Collected data entries:
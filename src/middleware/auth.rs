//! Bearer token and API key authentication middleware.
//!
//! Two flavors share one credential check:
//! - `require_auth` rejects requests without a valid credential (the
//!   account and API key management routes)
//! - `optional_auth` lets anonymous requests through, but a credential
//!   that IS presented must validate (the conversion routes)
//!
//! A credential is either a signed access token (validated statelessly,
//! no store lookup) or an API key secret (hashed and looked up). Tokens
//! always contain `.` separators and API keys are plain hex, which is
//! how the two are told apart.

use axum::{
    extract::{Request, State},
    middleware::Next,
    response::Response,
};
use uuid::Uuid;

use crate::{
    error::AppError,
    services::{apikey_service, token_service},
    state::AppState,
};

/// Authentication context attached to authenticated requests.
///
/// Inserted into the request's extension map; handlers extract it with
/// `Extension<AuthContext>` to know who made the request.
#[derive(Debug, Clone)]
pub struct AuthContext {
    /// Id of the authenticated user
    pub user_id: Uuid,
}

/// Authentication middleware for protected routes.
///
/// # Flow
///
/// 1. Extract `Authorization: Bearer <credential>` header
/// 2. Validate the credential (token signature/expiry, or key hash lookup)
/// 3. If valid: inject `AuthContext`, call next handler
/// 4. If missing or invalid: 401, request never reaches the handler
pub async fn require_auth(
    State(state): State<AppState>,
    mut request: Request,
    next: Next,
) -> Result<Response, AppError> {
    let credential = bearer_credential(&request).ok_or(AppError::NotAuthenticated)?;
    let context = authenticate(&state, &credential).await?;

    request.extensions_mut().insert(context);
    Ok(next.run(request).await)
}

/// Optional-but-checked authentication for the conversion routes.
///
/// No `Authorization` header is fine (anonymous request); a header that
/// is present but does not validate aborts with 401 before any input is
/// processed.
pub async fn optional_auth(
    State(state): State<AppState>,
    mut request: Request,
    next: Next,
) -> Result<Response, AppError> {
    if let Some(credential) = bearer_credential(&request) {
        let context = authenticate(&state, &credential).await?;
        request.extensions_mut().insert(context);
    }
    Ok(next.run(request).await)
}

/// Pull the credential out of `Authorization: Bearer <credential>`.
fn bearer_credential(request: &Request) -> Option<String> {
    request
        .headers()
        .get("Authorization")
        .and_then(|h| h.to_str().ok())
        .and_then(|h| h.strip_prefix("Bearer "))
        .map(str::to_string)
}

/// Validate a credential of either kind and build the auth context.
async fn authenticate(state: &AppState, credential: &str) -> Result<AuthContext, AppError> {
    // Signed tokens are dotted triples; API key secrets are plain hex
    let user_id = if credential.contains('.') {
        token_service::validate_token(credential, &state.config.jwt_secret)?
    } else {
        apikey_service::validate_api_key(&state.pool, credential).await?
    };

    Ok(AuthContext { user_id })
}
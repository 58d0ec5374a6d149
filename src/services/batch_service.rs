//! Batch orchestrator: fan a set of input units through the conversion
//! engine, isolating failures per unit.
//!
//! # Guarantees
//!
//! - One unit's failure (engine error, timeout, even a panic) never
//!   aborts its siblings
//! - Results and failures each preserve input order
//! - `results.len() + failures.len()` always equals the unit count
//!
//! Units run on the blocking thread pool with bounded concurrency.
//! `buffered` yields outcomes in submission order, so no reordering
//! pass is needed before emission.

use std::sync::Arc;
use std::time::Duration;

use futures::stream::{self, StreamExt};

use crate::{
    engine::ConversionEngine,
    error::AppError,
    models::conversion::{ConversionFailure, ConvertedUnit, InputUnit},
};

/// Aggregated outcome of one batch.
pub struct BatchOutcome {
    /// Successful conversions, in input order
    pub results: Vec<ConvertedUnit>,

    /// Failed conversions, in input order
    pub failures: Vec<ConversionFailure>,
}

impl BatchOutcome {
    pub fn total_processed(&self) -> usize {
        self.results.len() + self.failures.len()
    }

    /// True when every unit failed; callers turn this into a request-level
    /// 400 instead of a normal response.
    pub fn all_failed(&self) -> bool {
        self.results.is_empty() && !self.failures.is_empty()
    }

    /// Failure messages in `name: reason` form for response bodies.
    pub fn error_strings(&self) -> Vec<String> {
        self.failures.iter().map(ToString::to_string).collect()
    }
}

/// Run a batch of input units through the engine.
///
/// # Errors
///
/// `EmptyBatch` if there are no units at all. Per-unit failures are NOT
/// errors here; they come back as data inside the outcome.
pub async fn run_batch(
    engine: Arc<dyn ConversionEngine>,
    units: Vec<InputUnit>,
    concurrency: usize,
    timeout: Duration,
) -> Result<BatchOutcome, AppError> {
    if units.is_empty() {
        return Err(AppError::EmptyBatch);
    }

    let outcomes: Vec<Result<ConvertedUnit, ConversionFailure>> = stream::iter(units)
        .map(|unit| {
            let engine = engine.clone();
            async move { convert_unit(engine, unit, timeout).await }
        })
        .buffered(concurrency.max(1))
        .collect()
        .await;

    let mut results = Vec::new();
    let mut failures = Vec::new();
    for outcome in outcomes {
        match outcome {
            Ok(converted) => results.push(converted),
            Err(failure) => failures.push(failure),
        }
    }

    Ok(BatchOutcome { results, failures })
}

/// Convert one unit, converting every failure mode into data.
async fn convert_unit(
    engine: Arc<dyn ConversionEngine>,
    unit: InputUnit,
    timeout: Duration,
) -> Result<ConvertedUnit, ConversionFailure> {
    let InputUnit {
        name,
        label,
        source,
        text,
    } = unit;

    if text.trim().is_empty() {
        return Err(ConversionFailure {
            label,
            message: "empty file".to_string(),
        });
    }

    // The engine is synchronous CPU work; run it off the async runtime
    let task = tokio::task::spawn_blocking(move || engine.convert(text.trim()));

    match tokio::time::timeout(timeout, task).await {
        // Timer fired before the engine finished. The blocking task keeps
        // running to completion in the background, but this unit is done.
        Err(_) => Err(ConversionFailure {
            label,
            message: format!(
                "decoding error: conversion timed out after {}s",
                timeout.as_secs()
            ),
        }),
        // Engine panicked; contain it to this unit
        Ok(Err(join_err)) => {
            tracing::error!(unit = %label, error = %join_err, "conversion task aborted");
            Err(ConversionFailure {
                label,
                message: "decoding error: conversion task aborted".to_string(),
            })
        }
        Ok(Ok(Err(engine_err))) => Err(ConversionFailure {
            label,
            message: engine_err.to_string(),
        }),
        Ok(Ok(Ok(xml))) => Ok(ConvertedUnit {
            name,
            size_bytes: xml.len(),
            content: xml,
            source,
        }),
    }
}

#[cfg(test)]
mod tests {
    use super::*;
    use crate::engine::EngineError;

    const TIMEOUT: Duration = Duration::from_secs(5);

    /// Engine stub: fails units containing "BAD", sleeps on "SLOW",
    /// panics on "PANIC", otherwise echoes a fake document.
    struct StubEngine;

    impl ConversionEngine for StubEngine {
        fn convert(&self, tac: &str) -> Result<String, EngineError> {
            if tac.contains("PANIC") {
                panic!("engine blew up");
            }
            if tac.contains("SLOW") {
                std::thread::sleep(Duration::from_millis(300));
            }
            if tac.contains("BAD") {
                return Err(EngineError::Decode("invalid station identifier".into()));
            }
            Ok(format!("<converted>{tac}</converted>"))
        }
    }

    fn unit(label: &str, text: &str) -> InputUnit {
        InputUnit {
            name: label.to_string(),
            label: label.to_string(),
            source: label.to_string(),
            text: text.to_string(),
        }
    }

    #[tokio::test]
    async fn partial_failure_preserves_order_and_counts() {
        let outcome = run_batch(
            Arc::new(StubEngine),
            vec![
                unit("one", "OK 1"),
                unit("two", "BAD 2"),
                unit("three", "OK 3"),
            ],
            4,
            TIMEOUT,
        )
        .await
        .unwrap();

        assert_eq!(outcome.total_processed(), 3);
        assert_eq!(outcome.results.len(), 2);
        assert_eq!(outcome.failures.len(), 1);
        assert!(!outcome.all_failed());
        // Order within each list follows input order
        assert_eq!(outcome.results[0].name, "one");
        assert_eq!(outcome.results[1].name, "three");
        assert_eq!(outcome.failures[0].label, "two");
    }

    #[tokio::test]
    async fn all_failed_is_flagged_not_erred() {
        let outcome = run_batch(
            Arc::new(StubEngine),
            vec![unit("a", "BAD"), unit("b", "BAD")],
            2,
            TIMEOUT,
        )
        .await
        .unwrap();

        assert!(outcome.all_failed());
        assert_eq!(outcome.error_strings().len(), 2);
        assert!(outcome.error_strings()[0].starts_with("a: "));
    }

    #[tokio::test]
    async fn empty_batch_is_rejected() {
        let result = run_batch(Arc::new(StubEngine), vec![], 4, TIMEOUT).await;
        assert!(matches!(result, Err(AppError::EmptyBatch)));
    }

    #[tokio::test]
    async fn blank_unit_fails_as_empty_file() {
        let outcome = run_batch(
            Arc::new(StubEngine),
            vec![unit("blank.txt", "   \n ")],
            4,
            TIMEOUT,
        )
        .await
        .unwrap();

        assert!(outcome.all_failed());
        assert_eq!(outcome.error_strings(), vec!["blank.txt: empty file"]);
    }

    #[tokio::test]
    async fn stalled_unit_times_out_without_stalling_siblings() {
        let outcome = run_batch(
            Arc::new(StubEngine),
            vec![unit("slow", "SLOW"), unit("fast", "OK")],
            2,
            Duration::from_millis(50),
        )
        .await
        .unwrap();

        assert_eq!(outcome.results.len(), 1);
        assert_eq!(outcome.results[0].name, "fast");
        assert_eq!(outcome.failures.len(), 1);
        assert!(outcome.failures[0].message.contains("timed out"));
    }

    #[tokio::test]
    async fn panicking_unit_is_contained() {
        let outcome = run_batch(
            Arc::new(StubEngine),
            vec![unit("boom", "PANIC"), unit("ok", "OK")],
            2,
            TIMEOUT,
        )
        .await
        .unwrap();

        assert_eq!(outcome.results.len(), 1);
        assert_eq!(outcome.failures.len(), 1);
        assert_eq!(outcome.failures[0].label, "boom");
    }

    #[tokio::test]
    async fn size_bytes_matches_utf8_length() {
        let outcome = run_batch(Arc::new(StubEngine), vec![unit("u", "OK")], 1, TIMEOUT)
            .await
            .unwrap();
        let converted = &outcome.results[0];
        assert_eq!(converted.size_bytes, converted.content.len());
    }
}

TASK DESCRIPTION: If a line in the records contains the string "aborted", include it in the count; report that count alone.

ANSWER TO THE EXERCISE: 2